In November 2015, CBS announced the first new Star Trek series since Enterprise concluded in 2005. Due to the agreement dividing Paramount from CBS, Paramount controlled Star Trek films while CBS controlled Star Trek television; Paramount had been successful with two Abrams movies in 2009 and 2013, but despite rumors, no new TV show had been mounted. Entitled Star Trek: Discovery, the new series would feature several firsts: the first to star a first officer, rather than a captain; the first to star an African-American woman; and the first to debut through a streaming service — specifically, to anchor the new CBS All Access. The show would be set roughly 10 years before the original series (making it the second prequel show, after Enterprise) and would be set in the original Star Trek universe, rather than Paramount’s Abrams timeline. The show might have debuted in 2016, but an agreement between Paramount and CBS prohibited it, because 2016 was Star Trek’s 50th anniversary and a new series might dilute the attention given to the movie Star Trek Beyond (which, ironically, was seen to have performed poorly anyway).
Debuting in September 2017, the series was successful, drawing many new subscribers to CBS All Access. Praise focused on the show’s fast pace, its action, and its performances. However, Star Trek fans objected to incongruities between the show and the established timeline, including a high level of technology not seen during the period in which the show was set, including a “spore drive” that allowed for instantaneous teleportation of ships, modernized designs that seemed a world beyond the original series, the insertion of a new adopted sister into Spock’s childhood story, a depiction of Vulcans as more fractured and hostile than even what Enterprise has portrayed, and deviations from past portrayals of Klingons. At the same time, several elements were included to please fans, including Harry Mudd, Sarek, and (in the first season’s conclusion) the Enterprise, then under the command of Captain Pike.
After the 15-episode first season, a 14-episode second season debuted in early 2019. It featured Pike as a central character and Spock as a recurring character. The second season’s plot concluded by sending Discovery into the far future, while also trying to address continuity errors, such as why Spock hadn’t mentioned his adopted sister. The show acknowledged that sending the ship into the far future would give them a clean slate to work without considering continuity, a (perhaps admirable) admission that they had struggled with this (basic for a prequel) issue. (Further seasons of Discovery are listed in this later setting.)

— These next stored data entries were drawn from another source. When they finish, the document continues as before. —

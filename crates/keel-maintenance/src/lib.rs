//! keel-maintenance — taking hosts out of service without losing work.
//!
//! # Host modes
//!
//! ```text
//! NONE ──start──▶ SCHEDULED ──drain──▶ DRAINING ──last task leaves──▶ DRAINED
//!   ▲                 │                    │                              │
//!   └─────────────────┴───── end ──────────┴──────────────────────────────┘
//! ```
//!
//! Draining evicts every active task on the host (`→ RESTARTING`), which
//! reschedules it elsewhere once the resource manager confirms it is gone.
//! The placement filter keeps DRAINING and DRAINED hosts free of new work.
//!
//! Mode changes are durable through the
//! [`AttributeStore`](keel_state::AttributeStore) and published as
//! `HostMaintenanceChange` events.

pub mod controller;
pub mod error;

pub use controller::{HostStatus, MaintenanceController};
pub use error::{MaintenanceError, MaintenanceResult};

Around the second season, a Discovery spin-off show focusing on the Mirror Universe Georgiou was announced, although its development was put on hold, with the stated reason that it should begin after Discovery concludes. After the second season, fans responded very positively to Pike, and many asked for a series set on the Enterprise of this era. Paramount agreed, signing the actors who had played Pike, Number One, and Spock to the new show, entitled Star Trek: Strange New Worlds. In contrast to the trend of the previous 15 years of so (including Discovery), Strange New Worlds would try to be more episodic, in an attempt to capture the tone of the original series.
The influence of Discovery is profound. The show’s first-season success led to CBS approving a number of new Star Trek shows with different settings, formats, and tones. CBS stated that its vision was for new Star Trek content to appear throughout each entire year across different shows. The first full-length series to follow discovery would be Star Trek: Picard, which continued the Next Generation era and which appeared between Discovery‘s second and third seasons. Other series would soon follow, leading to a kind of renaissance for Trek.

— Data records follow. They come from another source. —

//! MaintenanceController — per-host drain state machine.
//!
//! Operator actions and reconciliation only run on the leader, which the
//! controller learns from `LeaderAcquired` and `LeaderLost`. A standby
//! replica answers status queries and nothing else.

use std::sync::Arc;
use std::sync::atomic::{AtomicBool, Ordering};
use std::time::Duration;

use parking_lot::Mutex;
use serde::Serialize;
use tokio::sync::watch;
use tracing::{debug, error, info, warn};

use keel_core::{HostId, MaintenanceMode, TaskState};
use keel_events::{Cause, EventBus, EventKind, LifecycleEvent, Subscriber};
use keel_state::AttributeStore;
use keel_tasks::{TaskError, TaskStateMachine};

use crate::error::{MaintenanceError, MaintenanceResult};

#[derive(Debug, Clone, PartialEq, Eq, Serialize)]
pub struct HostStatus {
    pub host: HostId,
    pub mode: MaintenanceMode,
}

pub struct MaintenanceController {
    attributes: Arc<AttributeStore>,
    tasks: Arc<TaskStateMachine>,
    bus: Arc<EventBus>,
    /// Serializes check-then-set of host modes. Never held while publishing
    /// or transitioning tasks, since both may call back into this controller.
    modes: Mutex<()>,
    leader: AtomicBool,
}

impl MaintenanceController {
    pub fn new(attributes: Arc<AttributeStore>, tasks: Arc<TaskStateMachine>, bus: Arc<EventBus>) -> Self {
        Self {
            attributes,
            tasks,
            bus,
            modes: Mutex::new(()),
            leader: AtomicBool::new(false),
        }
    }

    pub fn is_leader(&self) -> bool {
        self.leader.load(Ordering::SeqCst)
    }

    fn ensure_leader(&self) -> MaintenanceResult<()> {
        if !self.is_leader() {
            return Err(MaintenanceError::NotLeader);
        }
        Ok(())
    }

    // ── Operator actions ───────────────────────────────────────────

    /// `NONE → SCHEDULED`. Rejects the whole batch if any host can't move.
    pub fn start_maintenance(&self, hosts: &[HostId]) -> MaintenanceResult<Vec<HostStatus>> {
        self.ensure_leader()?;
        self.move_all(hosts, MaintenanceMode::Scheduled)
    }

    /// `SCHEDULED → DRAINING`, then evict active tasks.
    ///
    /// Hosts with nothing running go straight to DRAINED.
    pub fn drain(&self, hosts: &[HostId]) -> MaintenanceResult<Vec<HostStatus>> {
        self.ensure_leader()?;
        self.move_all(hosts, MaintenanceMode::Draining)?;
        for host in hosts {
            self.evict(host)?;
            self.complete_drain(host)?;
        }
        Ok(self.get_status(hosts))
    }

    /// Return hosts to service. Hosts already in NONE are left alone.
    pub fn end_maintenance(&self, hosts: &[HostId]) -> MaintenanceResult<Vec<HostStatus>> {
        self.ensure_leader()?;
        let in_maintenance: Vec<HostId> = hosts
            .iter()
            .filter(|h| self.attributes.mode(h) != MaintenanceMode::None)
            .cloned()
            .collect();
        self.move_all(&in_maintenance, MaintenanceMode::None)?;
        Ok(self.get_status(hosts))
    }

    /// Mode of each host. An empty list means every known host.
    pub fn get_status(&self, hosts: &[HostId]) -> Vec<HostStatus> {
        if hosts.is_empty() {
            return self
                .attributes
                .all()
                .iter()
                .map(|a| HostStatus {
                    host: a.host.clone(),
                    mode: a.mode,
                })
                .collect();
        }
        hosts
            .iter()
            .map(|h| HostStatus {
                host: h.clone(),
                mode: self.attributes.mode(h),
            })
            .collect()
    }

    // ── Reconciliation ─────────────────────────────────────────────

    /// Re-evict stragglers on DRAINING hosts and finish drains that are done.
    ///
    /// Returns hosts that became DRAINED. Does nothing unless leader.
    pub fn reconcile(&self) -> MaintenanceResult<Vec<HostId>> {
        if !self.is_leader() {
            return Ok(Vec::new());
        }
        let draining: Vec<HostId> = self
            .attributes
            .all()
            .iter()
            .filter(|a| a.mode == MaintenanceMode::Draining)
            .map(|a| a.host.clone())
            .collect();

        let mut drained = Vec::new();
        for host in draining {
            self.evict(&host)?;
            if self.complete_drain(&host)? {
                drained.push(host);
            }
        }
        Ok(drained)
    }

    pub async fn run(self: Arc<Self>, poll_interval: Duration, mut shutdown_rx: watch::Receiver<bool>) {
        let mut ticker = tokio::time::interval(poll_interval);
        ticker.set_missed_tick_behavior(tokio::time::MissedTickBehavior::Delay);
        loop {
            tokio::select! {
                _ = ticker.tick() => {
                    match self.reconcile() {
                        Ok(drained) if !drained.is_empty() => {
                            info!(?drained, "maintenance reconcile finished drains");
                        }
                        Ok(_) => {}
                        Err(e) => error!(error = %e, "maintenance reconcile failed"),
                    }
                }
                result = shutdown_rx.changed() => {
                    if result.is_err() || *shutdown_rx.borrow() {
                        debug!("maintenance loop stopping");
                        break;
                    }
                }
            }
        }
    }

    // ── Internals ──────────────────────────────────────────────────

    fn move_all(&self, hosts: &[HostId], to: MaintenanceMode) -> MaintenanceResult<Vec<HostStatus>> {
        let mut changes = Vec::with_capacity(hosts.len());
        {
            let _guard = self.modes.lock();
            for host in hosts {
                let from = self.attributes.mode(host);
                if !from.can_transition_to(to) {
                    return Err(MaintenanceError::IllegalTransition {
                        host: host.clone(),
                        from,
                        to,
                    });
                }
            }
            for host in hosts {
                let from = self.attributes.set_mode(host, to)?;
                changes.push((host.clone(), from));
            }
        }

        let mut statuses = Vec::with_capacity(changes.len());
        for (host, from) in changes {
            info!(%host, %from, %to, "host maintenance mode changed");
            self.bus.publish(LifecycleEvent::HostMaintenanceChange {
                host: host.clone(),
                from,
                to,
            });
            statuses.push(HostStatus { host, mode: to });
        }
        Ok(statuses)
    }

    /// Ask every active task on `host` to restart elsewhere.
    fn evict(&self, host: &str) -> MaintenanceResult<usize> {
        let mut evicted = 0;
        for task in self.tasks.active_on_host(host) {
            if task.state == TaskState::Restarting {
                continue;
            }
            let cause = Cause::scheduler(format!("host {host} is draining"));
            match self.tasks.transition(&task.id, TaskState::Restarting, cause) {
                Ok(_) => evicted += 1,
                Err(TaskError::IllegalTransition { .. } | TaskError::UnknownTask(_)) => {
                    debug!(task = %task.id, %host, "task left host before eviction");
                }
                Err(e) => return Err(e.into()),
            }
        }
        if evicted > 0 {
            info!(%host, evicted, "evicted tasks from draining host");
        }
        Ok(evicted)
    }

    /// `DRAINING → DRAINED` once no active task remains. Returns whether it moved.
    fn complete_drain(&self, host: &str) -> MaintenanceResult<bool> {
        let from = {
            let _guard = self.modes.lock();
            if self.attributes.mode(host) != MaintenanceMode::Draining
                || !self.tasks.active_on_host(host).is_empty()
            {
                return Ok(false);
            }
            self.attributes.set_mode(host, MaintenanceMode::Drained)?
        };
        info!(%host, "host drained");
        self.bus.publish(LifecycleEvent::HostMaintenanceChange {
            host: host.to_string(),
            from,
            to: MaintenanceMode::Drained,
        });
        Ok(true)
    }
}

impl Subscriber for MaintenanceController {
    fn name(&self) -> &str {
        "maintenance"
    }

    fn handles(&self, kind: EventKind) -> bool {
        matches!(
            kind,
            EventKind::TaskStateChange | EventKind::LeaderAcquired | EventKind::LeaderLost
        )
    }

    fn on_event(&self, event: &LifecycleEvent) -> anyhow::Result<()> {
        match event {
            LifecycleEvent::LeaderAcquired => {
                self.leader.store(true, Ordering::SeqCst);
                return Ok(());
            }
            LifecycleEvent::LeaderLost => {
                self.leader.store(false, Ordering::SeqCst);
                return Ok(());
            }
            _ => {}
        }
        let LifecycleEvent::TaskStateChange {
            host: Some(host),
            from: Some(from),
            to,
            ..
        } = event
        else {
            return Ok(());
        };
        if !from.is_active() || to.is_active() {
            return Ok(());
        }
        if self.attributes.mode(host) == MaintenanceMode::Draining {
            if let Err(e) = self.complete_drain(host) {
                warn!(%host, error = %e, "could not mark host drained");
                return Err(e.into());
            }
        }
        Ok(())
    }
}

Between Discovery‘s first and second season, CBS All Access ran a series of four shorts, entitled Short Treks, starring Discovery-related characters. A second season of six new shorts was offered between Discovery‘s second season and the 2020 premiere of Picard. While most of these short episodes occur during the Discovery era, or are related to those characters, other episodes are set during later eras (and are placed here on the appropriate pages).
The unaired pilot to the original series, “The Cage,” was set around 2254, shortly prior to Discovery, and is therefore included here.